In 2000—Bill and I had always talked about practicing together—and in 2000, we finally got that done. And as you all know, in 2003, he started experiencing serious health problems and he had a very severe heart attack, a heart condition that required quadruple bypass surgery. And so I’d go up to see him, and visit with him and Sherry and the girls, and decided I’d kind of leave him alone and let him convalesce a little bit. He didn’t need to see my face every day, so about four weeks went by and he calls me up, “Neville. What’re you doing?” I said, “I’m sitting here, just practicing law, Cong, what are you doing, why are you calling me, why aren’t you in bed at home?” He says, “Let’s have lunch.” Now, this is four weeks after his surgery. He says, “Let’s have lunch.” I said, “Cong, why don’t you let me go get some lunch and I’ll bring it out to you and we’ll—” “No, no, no,” he says, “I want to go to Irma’s Burger Shack.” I said, “Cong!” I said, “You are four weeks out of quadruple bypass surgery, and you want to go to Irma’s Burger Shack?” He said, “Yeah, I want to go to the one up on 63rd Street ’cause they won’t see me at the school if we go to Irma’s Burger Shack.” So I came by, picked him up, and we went to Irma’s Burger Shack, and he had the biggest double cheeseburger with fries you’ve ever seen. He could never pass up a double cheeseburger with fries, so that’s what we had four weeks after his heart event.
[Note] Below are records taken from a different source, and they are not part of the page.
//! 模型服务 HTTP 客户端
//!
//! 按 base URL 识别服务类型后发送补全请求，把各家响应统一为纯文本。

use std::time::Duration;

use anyhow::{Context, Result};
use async_trait::async_trait;
use protocol::{ModelInfo, TurnRequest};
use serde::{Deserialize, Serialize};
use serde_json::Value;
use tracing::{debug, info, warn};

use crate::config::GenerationParams;
use crate::error::ProviderError;
use crate::llm::provider::{self, ProviderKind, DEFAULT_BASE_URL};

/// 健康检查超时（秒）
const HEALTH_CHECK_TIMEOUT_SECS: u64 = 5;

/// 日志中响应预览长度
const PREVIEW_LEN: usize = 500;

/// 单个模型服务的连接配置
#[derive(Clone, Debug, PartialEq, Serialize, Deserialize)]
pub struct ProviderConfig {
    /// 模型标识，如 "gpt-4o-mini", "gemini-2.5-flash"
    pub model: String,
    /// 服务地址，默认 https://api.openai.com/v1
    pub base_url: String,
    #[serde(default, skip_serializing_if = "Option::is_none")]
    pub api_key: Option<String>,
}

impl ProviderConfig {
    /// 空白字符串视为未设置
    pub fn new(model: impl Into<String>, base_url: Option<String>, api_key: Option<String>) -> Self {
        let base_url = base_url
            .map(|u| u.trim().to_string())
            .filter(|u| !u.is_empty())
            .unwrap_or_else(|| DEFAULT_BASE_URL.to_string());
        let api_key = api_key.map(|k| k.trim().to_string()).filter(|k| !k.is_empty());

        Self {
            model: model.into().trim().to_string(),
            base_url,
            api_key,
        }
    }

    /// 从走法请求中取出连接配置
    pub fn from_request(request: &TurnRequest) -> Self {
        Self::new(
            request.model.clone(),
            request.base_url.clone(),
            request.api_key.clone(),
        )
    }

    /// 未显式给出 Key 时，按服务类型读取 `GEMINI_API_KEY` / `OPENAI_API_KEY`
    pub fn with_env_key(mut self) -> Self {
        if self.api_key.is_none() {
            let var = match self.kind() {
                ProviderKind::Generation => "GEMINI_API_KEY",
                ProviderKind::ChatCompletions { .. } => "OPENAI_API_KEY",
            };
            self.api_key = std::env::var(var)
                .ok()
                .map(|k| k.trim().to_string())
                .filter(|k| !k.is_empty());
        }
        self
    }

    pub fn kind(&self) -> ProviderKind {
        ProviderKind::detect(&self.base_url)
    }

    pub fn has_credentials(&self) -> bool {
        self.api_key.is_some()
    }
}

/// 补全后端抽象
///
/// 编排器只依赖这个 trait，测试中用脚本化后端替换 HTTP 实现。
#[async_trait]
pub trait CompletionBackend: Send + Sync {
    /// 发送一次补全请求，返回助手文本
    async fn complete(
        &self,
        config: &ProviderConfig,
        system: &str,
        user: &str,
        params: &GenerationParams,
    ) -> Result<String, ProviderError>;
}

/// 基于 reqwest 的 HTTP 后端
pub struct HttpBackend {
    client: reqwest::Client,
}

impl HttpBackend {
    /// 创建带超时的客户端
    pub fn new(timeout_secs: u64) -> Result<Self> {
        let client = reqwest::Client::builder()
            .timeout(Duration::from_secs(timeout_secs))
            .build()
            .context("Failed to create HTTP client")?;

        Ok(Self { client })
    }

    /// 检查服务是否可达
    /// 使用独立的短超时客户端，返回 Err 时包含具体原因
    pub async fn health_check(&self, config: &ProviderConfig) -> Result<()> {
        let kind = config.kind();
        let url = kind.models_url(&config.base_url);

        let health_client = reqwest::Client::builder()
            .timeout(Duration::from_secs(HEALTH_CHECK_TIMEOUT_SECS))
            .build()
            .context("Failed to create health check client")?;

        let mut request = health_client.get(&url);
        if let Some(key) = &config.api_key {
            let (name, value) = kind.auth_header(key);
            request = request.header(name, value);
        }

        let resp = request
            .send()
            .await
            .with_context(|| format!("Cannot reach provider at {}", config.base_url))?;

        if resp.status().is_success() {
            info!("Provider health check passed: {}", config.base_url);
            Ok(())
        } else {
            Err(anyhow::anyhow!(
                "Provider returned status {} ({})",
                resp.status(),
                config.base_url
            ))
        }
    }

    /// 列出可用模型
    pub async fn list_models(&self, config: &ProviderConfig) -> Result<Vec<ModelInfo>, ProviderError> {
        let kind = config.kind();
        let url = kind.models_url(&config.base_url);

        let mut request = self.client.get(&url);
        if let Some(key) = &config.api_key {
            let (name, value) = kind.auth_header(key);
            request = request.header(name, value);
        }

        let body = Self::read_json(request, &config.model).await?;
        let models = provider::parse_model_list(&body);
        debug!("Listed {} models from {}", models.len(), config.base_url);
        Ok(models)
    }

    /// 发送请求并读取 JSON 响应体，非成功状态转为 `ProviderError::Http`
    async fn read_json(request: reqwest::RequestBuilder, model: &str) -> Result<Value, ProviderError> {
        let response = request.send().await?;
        let status = response.status();
        let text = response.text().await?;

        if !status.is_success() {
            let err = provider::http_error(status.as_u16(), &text, model);
            warn!("Provider request failed: {}", err);
            return Err(err);
        }

        // 安全截取（避免切到多字节字符中间）
        let preview: String = text.chars().take(PREVIEW_LEN).collect();
        debug!("Raw provider response: {}", preview);

        serde_json::from_str(&text).map_err(|e| ProviderError::Decode(e.to_string()))
    }
}

#[async_trait]
impl CompletionBackend for HttpBackend {
    async fn complete(
        &self,
        config: &ProviderConfig,
        system: &str,
        user: &str,
        params: &GenerationParams,
    ) -> Result<String, ProviderError> {
        let api_key = config.api_key.as_deref().ok_or_else(|| ProviderError::AuthMissing {
            base_url: config.base_url.clone(),
        })?;

        let kind = config.kind();
        let url = kind.completion_url(&config.base_url, &config.model);
        let body = kind.build_body(&config.model, system, user, params);
        let (header, value) = kind.auth_header(api_key);

        debug!(
            "Sending completion request: model={}, kind={:?}, prompt_len={}",
            config.model,
            kind,
            system.len() + user.len()
        );

        let request = self.client.post(&url).header(header, value).json(&body);
        let response = Self::read_json(request, &config.model).await?;

        if let Some(reason) = kind.finish_reason(&response) {
            debug!("Completion finished: reason={}", reason);
        }

        kind.extract_text(&response)
    }
}

#[cfg(test)]
mod tests {
    use super::*;
    use tokio::io::{AsyncReadExt, AsyncWriteExt};
    use tokio::net::TcpListener;

    /// 本地单次应答的 HTTP 服务，返回其 base URL
    async fn serve_once(status: &'static str, body: &'static str) -> String {
        let listener = TcpListener::bind("127.0.0.1:0").await.unwrap();
        let addr = listener.local_addr().unwrap();

        tokio::spawn(async move {
            let (mut socket, _) = listener.accept().await.unwrap();

            // 读完请求头与请求体再应答
            let mut request = Vec::new();
            let mut chunk = [0u8; 1024];
            loop {
                let n = socket.read(&mut chunk).await.unwrap();
                if n == 0 {
                    break;
                }
                request.extend_from_slice(&chunk[..n]);
                let text = String::from_utf8_lossy(&request);
                if let Some(header_end) = text.find("\r\n\r\n") {
                    let content_length = text[..header_end]
                        .lines()
                        .find_map(|line| {
                            let (name, value) = line.split_once(':')?;
                            name.eq_ignore_ascii_case("content-length")
                                .then(|| value.trim().parse::<usize>().ok())
                                .flatten()
                        })
                        .unwrap_or(0);
                    if request.len() >= header_end + 4 + content_length {
                        break;
                    }
                }
            }

            let response = format!(
                "HTTP/1.1 {}\r\nContent-Type: application/json\r\nContent-Length: {}\r\nConnection: close\r\n\r\n{}",
                status,
                body.len(),
                body
            );
            socket.write_all(response.as_bytes()).await.unwrap();
            socket.shutdown().await.unwrap();
        });

        format!("http://{}/v1", addr)
    }

    fn local_config(base_url: String) -> ProviderConfig {
        ProviderConfig::new("gpt-4o-mini", Some(base_url), Some("sk-test".to_string()))
    }

    #[test]
    fn test_provider_config_defaults() {
        let config = ProviderConfig::new(" gpt-4o-mini ", None, Some("  ".to_string()));
        assert_eq!(config.model, "gpt-4o-mini");
        assert_eq!(config.base_url, DEFAULT_BASE_URL);
        assert_eq!(config.api_key, None);
        assert!(!config.has_credentials());
    }

    #[test]
    fn test_provider_config_from_request() {
        let json = r#"{
            "turn": "white",
            "board": [[null,null,null,null,null,null,null,null],
                      [null,null,null,null,null,null,null,null],
                      [null,null,null,null,null,null,null,null],
                      [null,null,null,null,null,null,null,null],
                      [null,null,null,null,null,null,null,null],
                      [null,null,null,null,null,null,null,null],
                      [null,null,null,null,null,null,null,null],
                      [null,null,null,null,null,null,null,null]],
            "model": "gemini-2.5-flash",
            "baseUrl": "https://generativelanguage.googleapis.com/v1beta",
            "apiKey": "g-123"
        }"#;
        let request = TurnRequest::from_json(json).unwrap();
        let config = ProviderConfig::from_request(&request);
        assert_eq!(config.kind(), ProviderKind::Generation);
        assert_eq!(config.api_key.as_deref(), Some("g-123"));
    }

    #[tokio::test]
    async fn test_complete_without_key_is_auth_missing() {
        let backend = HttpBackend::new(5).unwrap();
        let config = ProviderConfig::new("gpt-4o-mini", Some("http://127.0.0.1:9".to_string()), None);
        let err = backend
            .complete(&config, "sys", "usr", &GenerationParams::default())
            .await
            .unwrap_err();
        assert_eq!(
            err,
            ProviderError::AuthMissing {
                base_url: "http://127.0.0.1:9".to_string()
            }
        );
    }

    #[tokio::test]
    async fn test_complete_reads_chat_reply() {
        let base_url = serve_once(
            "200 OK",
            r#"{"choices":[{"message":{"content":"{\"from\":[6,4],\"to\":[4,4]}"},"finish_reason":"stop"}]}"#,
        )
        .await;
        let backend = HttpBackend::new(5).unwrap();
        let text = backend
            .complete(&local_config(base_url), "sys", "usr", &GenerationParams::default())
            .await
            .unwrap();
        assert_eq!(text, r#"{"from":[6,4],"to":[4,4]}"#);
    }

    #[tokio::test]
    async fn test_error_status_becomes_http_error() {
        let base_url = serve_once(
            "429 Too Many Requests",
            r#"{"error":{"message":"Rate limit reached for gpt-4o-mini"}}"#,
        )
        .await;
        let backend = HttpBackend::new(5).unwrap();
        let err = backend
            .complete(&local_config(base_url), "sys", "usr", &GenerationParams::default())
            .await
            .unwrap_err();
        assert_eq!(
            err,
            ProviderError::Http {
                status: 429,
                message: "Rate limit reached for gpt-4o-mini".to_string(),
                is_rate_limit: true,
            }
        );
    }

    #[tokio::test]
    async fn test_non_json_body_is_decode_error() {
        let base_url = serve_once("200 OK", "<html>gateway</html>").await;
        let backend = HttpBackend::new(5).unwrap();
        let err = backend.list_models(&local_config(base_url)).await.unwrap_err();
        assert!(matches!(err, ProviderError::Decode(_)));
    }

    #[tokio::test]
    async fn test_list_models_over_http() {
        let base_url = serve_once(
            "200 OK",
            r#"{"data":[{"id":"gpt-4o-mini","owned_by":"openai"}]}"#,
        )
        .await;
        let backend = HttpBackend::new(5).unwrap();
        let models = backend.list_models(&local_config(base_url)).await.unwrap();
        assert_eq!(models.len(), 1);
        assert_eq!(models[0].id, "gpt-4o-mini");
    }
}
You know, there’s a great book—won the Pulitzer Prize, it’s one of my favorite books and definitely one of my favorite movies—Lonesome Dove. Anybody familiar with it? Great story of two old, retired Texas rangers who put together a cattle drive from South Texas all the way to the Powder River in Montana, and they put this group together and they drove this herd of cattle northward into Nebraska where one of the favored employees, a scout—an Indian scout by the name of Josh Deets—died, and he was the trusted scout leader of Augustus McCrae and Captain Call. They buried Josh Deets, and standing over the grave, some of the guys in the troop are asking themselves, well, what do we do now? We’ve lost our leader, we’ve lost the guy that’s shown us the way, we’ve lost our star. And Gus McCrae, being the wily ol’ veteran he was, gathered up the team and rode on.

“We’ve got to ride on.” If Bill Conger were here today, that’s exactly what he’d tell you. He’d say, “We’ve got to ride on with a grin on our face and a heavy heart, but that’s what we have to do.” Bill Conger’s legacy will ride on in the hallways of this building and these classrooms: his unique perspective on life; his infectious smile that we all got to see and enjoy every day; his creativity, and his sense of humor; his passion for teaching, his love for the Stars of Oklahoma City University, and, especially, his love for all of you, his students. God bless Bill Conger. Amen to his life and times.